Access provided by Autonomous University of Puebla. Download conference paper PDF
Similar content being viewed by others
Keywords
1 Introduction
Visual tracking is a hot topic of computer vision, and extensively applied into such fields as intelligent monitoring, car navigation, advanced human-computer interaction, and so forth. However, due to all kinds of internal and external factors, such as noises, occlusion, illumination and viewpoint variations, pose change, rotation, and so on, realizing the robust visual tracking is still a challenging task. The existing visual tracking methods can be categorized into the generative and the discriminative. The generative methods treat the visual tracking as a matching problem. For example, both Eigentracker [1] and meanshift tracker [2], which are proposed by Black and Comaniciu respectively, have desired real-time performance, but lack the necessary updating of target templates. IVT [3] proposed by Ross, adapts to the appearance change by incrementally learning a low dimensional domain. VTD [4] proposed by Kwon extends the traditional particle filter tracker with multiple motion models and multiple appearance models. The discriminative methods are regarded as a binary classification problem, and need to learn and update a classifier by sampling positive and negative samples. The representative methods are: Avidan et al. [5] proposed a SVM based tracker. Collins et al. [6] discriminate the target from background by online feature selection. Grabner et al. [7] proposed a online semi-supervised boosting method to avoid drifting away from the target and improve tracking performance. Babenko et al. [8] avoid bias and drift by multi-instance learning. Zhang et al. [9] formulate the tracking task as a binary classification problem in the compressed domain and obtain the real-time performance.
Recently, sparse representation based visual tracking methods are very popular. For instance, in [10–12], each candidate is represented sparsely as the linear combination of templates, with excellent tracking results. Due to the small sampling radium, candidates are similar to each other. [13] mines the similarity between candidates by joint sparse representation, improving the representation accuracy of candidates and the robustness of the whole tracking system. However, the aforementioned sparse representation based tracking methods assume that different templates have the same possibilities to represent each candidate. According to [14], the template which is similar to a candidate should have larger probability to represent the candidate.
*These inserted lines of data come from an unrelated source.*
// Copyright (C) 2025 SyncMyOrders Sp. z o.o.
// SPDX-License-Identifier: AGPL-3.0-or-later
//! Embeddable runtime for testplane-server.
//!
//! Wires the shared context, the event dispatcher, the heartbeat monitor,
//! the HTTP/websocket server and the XML-RPC facade together, so the binary
//! and the integration tests start the whole plane the same way.
//!
//! # Example
//!
//! ```rust,ignore
//! use std::sync::Arc;
//! use testplane_core::MemoryStore;
//! use testplane_server::runner::ProcessRunner;
//! use testplane_server::runtime::ServerRuntime;
//!
//! #[tokio::main]
//! async fn main() -> anyhow::Result<()> {
//!     let runtime = ServerRuntime::builder()
//!         .store(Arc::new(MemoryStore::new()))
//!         .runner(Arc::new(ProcessRunner::new()))
//!         .build()?
//!         .start()
//!         .await?;
//!
//!     // ... serve ...
//!
//!     runtime.shutdown().await?;
//!     Ok(())
//! }
//! ```

use std::net::SocketAddr;
use std::sync::Arc;

use anyhow::Result;
use tokio::task::JoinHandle;
use tracing::{error, info, warn};

use testplane_core::Store;
use testplane_proxy::facade;

use crate::api;
use crate::config::Config;
use crate::context::ServerContext;
use crate::events::EventDispatcher;
use crate::heartbeat::{HeartbeatConfig, HeartbeatMonitor};
use crate::hub;
use crate::runner::Runner;

/// Builder for a [`ServerRuntime`].
pub struct ServerRuntimeBuilder {
    store: Option<Arc<dyn Store>>,
    runner: Option<Arc<dyn Runner>>,
    config: Config,
    heartbeat: HeartbeatConfig,
}

impl Default for ServerRuntimeBuilder {
    fn default() -> Self {
        Self {
            store: None,
            runner: None,
            config: Config::default(),
            heartbeat: HeartbeatConfig::default(),
        }
    }
}

impl ServerRuntimeBuilder {
    /// Create a new builder with default settings.
    pub fn new() -> Self {
        Self::default()
    }

    /// Set the store backend (required).
    pub fn store(mut self, store: Arc<dyn Store>) -> Self {
        self.store = Some(store);
        self
    }

    /// Set the test runner backend (required).
    pub fn runner(mut self, runner: Arc<dyn Runner>) -> Self {
        self.runner = Some(runner);
        self
    }

    /// Replace the whole configuration.
    pub fn config(mut self, config: Config) -> Self {
        self.config = config;
        self
    }

    /// Override the heartbeat cadence (tests shorten it).
    pub fn heartbeat_config(mut self, heartbeat: HeartbeatConfig) -> Self {
        self.heartbeat = heartbeat;
        self
    }

    /// Validate the builder.
    pub fn build(self) -> Result<ServerRuntimeConfig> {
        let store = self.store.ok_or_else(|| anyhow::anyhow!("store is required"))?;
        let runner = self
            .runner
            .ok_or_else(|| anyhow::anyhow!("runner is required"))?;
        Ok(ServerRuntimeConfig {
            store,
            runner,
            config: self.config,
            heartbeat: self.heartbeat,
        })
    }
}

/// Validated runtime configuration.
pub struct ServerRuntimeConfig {
    store: Arc<dyn Store>,
    runner: Arc<dyn Runner>,
    config: Config,
    heartbeat: HeartbeatConfig,
}

impl ServerRuntimeConfig {
    /// Start every component and return the running plane.
    pub async fn start(self) -> Result<ServerRuntime> {
        let ctx = ServerContext::new(self.store, self.runner, &self.config).await?;

        // Locks left behind by a previous process would starve every pop.
        match ctx.store.reset_queue_locks().await {
            Ok(0) => {}
            Ok(cleared) => info!(cleared, "reset stale queue locks"),
            Err(e) => warn!(error = %e, "failed to reset queue locks"),
        }

        let dispatcher = EventDispatcher::new(ctx.clone());
        let dispatcher_shutdown = dispatcher.shutdown_handle();
        let dispatcher_handle = tokio::spawn(async move { dispatcher.run().await });

        let heartbeat = HeartbeatMonitor::new(
            ctx.store.clone(),
            ctx.registry.clone(),
            self.heartbeat.clone(),
        );
        let heartbeat_shutdown = heartbeat.shutdown_handle();
        let heartbeat_handle = tokio::spawn(async move { heartbeat.run().await });

        let http_listener = tokio::net::TcpListener::bind(self.config.http_addr).await?;
        let http_addr = http_listener.local_addr()?;
        let app = api::router(ctx.clone()).merge(hub::router(ctx.clone()));
        let http_handle = tokio::spawn(async move {
            if let Err(e) = axum::serve(http_listener, app).await {
                error!(error = %e, "HTTP server stopped");
            }
        });
        info!(addr = %http_addr, "HTTP/websocket server listening");

        let facade_listener = tokio::net::TcpListener::bind(self.config.facade_addr).await?;
        let facade_addr = facade_listener.local_addr()?;
        let facade_app = facade::router(ctx.registry.clone(), facade::CALL_TIMEOUT);
        let facade_handle = tokio::spawn(async move {
            if let Err(e) = axum::serve(facade_listener, facade_app).await {
                error!(error = %e, "XML-RPC facade stopped");
            }
        });
        info!(addr = %facade_addr, "XML-RPC facade listening");

        Ok(ServerRuntime {
            ctx,
            http_addr,
            facade_addr,
            dispatcher_shutdown,
            heartbeat_shutdown,
            dispatcher_handle,
            heartbeat_handle,
            http_handle,
            facade_handle,
        })
    }
}

/// A running testplane server.
pub struct ServerRuntime {
    ctx: Arc<ServerContext>,
    http_addr: SocketAddr,
    facade_addr: SocketAddr,
    dispatcher_shutdown: Arc<tokio::sync::Notify>,
    heartbeat_shutdown: Arc<tokio::sync::Notify>,
    dispatcher_handle: JoinHandle<()>,
    heartbeat_handle: JoinHandle<()>,
    http_handle: JoinHandle<()>,
    facade_handle: JoinHandle<()>,
}

impl ServerRuntime {
    /// Create a new builder.
    pub fn builder() -> ServerRuntimeBuilder {
        ServerRuntimeBuilder::new()
    }

    /// Bound address of the HTTP/websocket server.
    pub fn http_addr(&self) -> SocketAddr {
        self.http_addr
    }

    /// Bound address of the XML-RPC facade.
    pub fn facade_addr(&self) -> SocketAddr {
        self.facade_addr
    }

    /// Shared state, for embedding and tests.
    pub fn context(&self) -> &Arc<ServerContext> {
        &self.ctx
    }

    /// Gracefully stop the background loops and drop the listeners.
    pub async fn shutdown(self) -> Result<()> {
        info!("ServerRuntime shutting down...");
        self.dispatcher_shutdown.notify_waiters();
        self.heartbeat_shutdown.notify_waiters();

        let _ = self.dispatcher_handle.await;
        let _ = self.heartbeat_handle.await;
        self.http_handle.abort();
        self.facade_handle.abort();

        info!("ServerRuntime shutdown complete");
        Ok(())
    }
}

#[cfg(test)]
mod tests {
    use super::*;
    use crate::runner::MockRunner;
    use testplane_core::MemoryStore;

    fn test_config() -> Config {
        Config {
            http_addr: "127.0.0.1:0".parse().unwrap(),
            facade_addr: "127.0.0.1:0".parse().unwrap(),
            ..Config::default()
        }
    }

    #[test]
    fn test_builder_requires_store_and_runner() {
        assert!(ServerRuntime::builder().build().is_err());
        assert!(
            ServerRuntime::builder()
                .store(Arc::new(MemoryStore::new()))
                .build()
                .is_err()
        );
        assert!(
            ServerRuntime::builder()
                .store(Arc::new(MemoryStore::new()))
                .runner(Arc::new(MockRunner::new()))
                .build()
                .is_ok()
        );
    }

    #[tokio::test]
    async fn test_runtime_start_and_shutdown() {
        let runtime = ServerRuntime::builder()
            .store(Arc::new(MemoryStore::new()))
            .runner(Arc::new(MockRunner::new()))
            .config(test_config())
            .build()
            .unwrap()
            .start()
            .await
            .unwrap();

        assert_ne!(runtime.http_addr().port(), 0);
        assert_ne!(runtime.facade_addr().port(), 0);
        runtime.shutdown().await.unwrap();
    }
}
In this paper, a weighted joint sparse representation based visual tracking method is proposed to robustly track the target in the complex environment. Specifically, to represent a candidate, all the templates are weighted according to their similarity to the candidate. Then, all the candidates are represented by the joint sparse representation to reflect the similarity among them. The sparse coefficient is used to compute the observation probability of the corresponding candidate. The candidate with the maximal observation probability is determined as the target. In this model, a template similar to a candidate has the larger possibility to represent the candidate. To adapt to the illumination change, a locally normalized feature is used for appearance representation, which is an illumination invariant feature. Experiments show that the proposed tracker can well adapt to the possible illumination variation, occlusion, pose change, rotation, and the influence of comprehensive conditions.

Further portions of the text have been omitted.